Why all the capital letters Scarlet? I feel that Ignorant, Jealous, Spiteful and Chippy should be formed into an amusing acronym or somesuch, but I'm too Stupid to work one out.

friday16 · 18/11/2013 15:05

And by the way, the DICTIONARY definition of an OIK is an uncouth or obnoxious person - THIS HAS NOTHING TO DO WITH CLASS OR MONEY.

Obviously, since it's 2013, we're all down with the concept of dictionaries being descriptive rather than prescriptive, and that if a sufficiently large group of people use a work with a particular sense (or, more importantly in this case, with particular pragmatics), then that's the end of the matter.

But a popular sport of those that wave dictionaries around as if they're a good way to settle an argument is to think that the thicker, older and more prestigious the dictionary, the better the argument settling power.

And so we reach for OED, and find, as the only sense:

An uncouth, loutish, uneducated, or obnoxious person; a yob (esp. with connotations of lower-class origin)

Whoops.

AuntieUrsula · 18/11/2013 15:09

Is there not another nice private school he could go to?
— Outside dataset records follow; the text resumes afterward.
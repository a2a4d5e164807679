use crate::ingest::IngestReport;
use colored::*;

pub fn print_header(text: &str) {
    println!("\n{}", text.bright_cyan().bold());
    println!("{}", "=".repeat(text.len()).bright_cyan());
}

pub fn print_success(text: &str) {
    println!("{}", text.green());
}

pub fn print_error(text: &str) {
    eprintln!("{}", text.red().bold());
}

pub fn print_info(text: &str) {
    println!("{}", text.blue());
}

pub fn print_field(label: &str, value: &str) {
    println!("  {:<16} {}", format!("{}:", label).bold(), value);
}

pub fn print_report(report: &IngestReport) {
    print_header("Ingestion Report");
    print_field("chats", &report.chats.to_string());
    print_field("messages", &report.messages.to_string());
    print_field("skipped (empty)", &report.skipped.to_string());

    let failed = report.failed.to_string();
    let malformed = report.malformed.to_string();
    if report.failed + report.malformed > 0 {
        print_field("failed", &failed.red().to_string());
        print_field("malformed", &malformed.yellow().to_string());
        print_error(&format!(
            "{} of {} events were not stored",
            report.failed + report.malformed,
            report.total()
        ));
    } else {
        print_field("failed", &failed);
        print_field("malformed", &malformed);
        print_success("All events processed");
    }
}
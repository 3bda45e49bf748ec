//! Weather service, proxied through the library backend

use serde::Serialize;

use crate::{
    config::WeatherConfig,
    error::{AppError, AppResult},
    models::weather::{
        CurrentWeatherResponse, DailyForecastResponse, ForecastResponse, Units, WeatherQuery,
    },
    services::http::ApiClient,
};

const BASE_PATH: &str = "/weather";
const MIN_DAYS: u32 = 1;
const MAX_DAYS: u32 = 16;

/// Query string sent to the backend
#[derive(Debug, PartialEq, Serialize)]
struct WeatherParams<'a> {
    lat: f64,
    lon: f64,
    #[serde(skip_serializing_if = "Option::is_none")]
    days: Option<u32>,
    units: Units,
    lang: &'a str,
}

#[derive(Clone)]
pub struct WeatherService {
    api: ApiClient,
    defaults: WeatherConfig,
}

impl WeatherService {
    pub fn new(api: ApiClient, defaults: WeatherConfig) -> Self {
        Self { api, defaults }
    }

    pub async fn get_current_weather(&self, query: &WeatherQuery) -> AppResult<CurrentWeatherResponse> {
        self.fetch("/current", &self.params(query, false)).await
    }

    /// Forecast in 3-hour steps
    pub async fn get_forecast_3hourly(&self, query: &WeatherQuery) -> AppResult<ForecastResponse> {
        self.fetch("/forecast/3hourly", &self.params(query, false)).await
    }

    /// Daily forecast; `days` is clamped to 1..=16
    pub async fn get_forecast_daily(&self, query: &WeatherQuery) -> AppResult<DailyForecastResponse> {
        self.fetch("/forecast/daily", &self.params(query, true)).await
    }

    fn params<'a>(&'a self, query: &'a WeatherQuery, with_days: bool) -> WeatherParams<'a> {
        WeatherParams {
            lat: query.lat,
            lon: query.lon,
            days: with_days.then(|| {
                query
                    .days
                    .unwrap_or(self.defaults.days)
                    .clamp(MIN_DAYS, MAX_DAYS)
            }),
            units: query.units.unwrap_or(self.defaults.units),
            lang: query.lang.as_deref().unwrap_or(&self.defaults.lang),
        }
    }

    async fn fetch<T>(&self, path: &str, params: &WeatherParams<'_>) -> AppResult<T>
    where
        T: serde::de::DeserializeOwned,
    {
        tracing::debug!("Fetching weather {} for lat={}, lon={}", path, params.lat, params.lon);
        self.api
            .get_with_query(&format!("{}{}", BASE_PATH, path), params)
            .await
            .map_err(|e| AppError::Network(e.into_message("Error loading weather data")))
    }
}
//! Bearer token payload and derived metadata

use std::collections::BTreeMap;

use chrono::{DateTime, Utc};
use serde::{Deserialize, Serialize};

/// Loosely typed claim; the payload shape is not controlled by this client
#[derive(Debug, Clone, PartialEq, Serialize, Deserialize)]
#[serde(untagged)]
pub enum ClaimValue {
    Number(serde_json::Number),
    Text(String),
    Other(serde_json::Value),
}

impl ClaimValue {
    pub fn as_f64(&self) -> Option<f64> {
        match self {
            ClaimValue::Number(n) => n.as_f64(),
            _ => None,
        }
    }

    pub fn as_str(&self) -> Option<&str> {
        match self {
            ClaimValue::Text(s) => Some(s),
            _ => None,
        }
    }
}

/// Decoded (unverified) token payload
#[derive(Debug, Clone, Default, PartialEq, Serialize, Deserialize)]
#[serde(transparent)]
pub struct TokenPayload(pub BTreeMap<String, ClaimValue>);

impl TokenPayload {
    pub fn get(&self, claim: &str) -> Option<&ClaimValue> {
        self.0.get(claim)
    }

    /// `exp` claim in seconds since the epoch, when numeric
    pub fn exp(&self) -> Option<f64> {
        self.get("exp").and_then(ClaimValue::as_f64)
    }

    pub fn subject(&self) -> Option<&str> {
        self.get("sub").and_then(ClaimValue::as_str)
    }
}

/// Token metadata computed at read time; informational only, never an
/// authorization decision since the signature is not checked.
#[derive(Debug, Clone, PartialEq)]
pub struct TokenInfo {
    pub token: String,
    pub payload: TokenPayload,
    pub expires_at: Option<DateTime<Utc>>,
    pub is_expired: bool,
    pub time_remaining: String,
}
Maybe where all his old friends went?

Good for your son that he can handle himself in a fight, but he needs to learn it's usually the child with the injuries who gets the sympathy

Ahole · 18/11/2013 15:14

InSpaceNooneCanHearYouScreamMon 18-Nov-13 13:18:56 aholeby far the most aggressive person on this thread is you. Every time someone ventures an opinion you call them nasty, jealous, bitter or a bully

Only if those opinions are nasty, jealous, bitter and bullying Confused

monicalewinski · 18/11/2013 15:16

friday16 Grin

usualsuspect · 18/11/2013 15:36

The fawning over the OP on this is thread is hilarious.

Do you think there's a famous person on MN?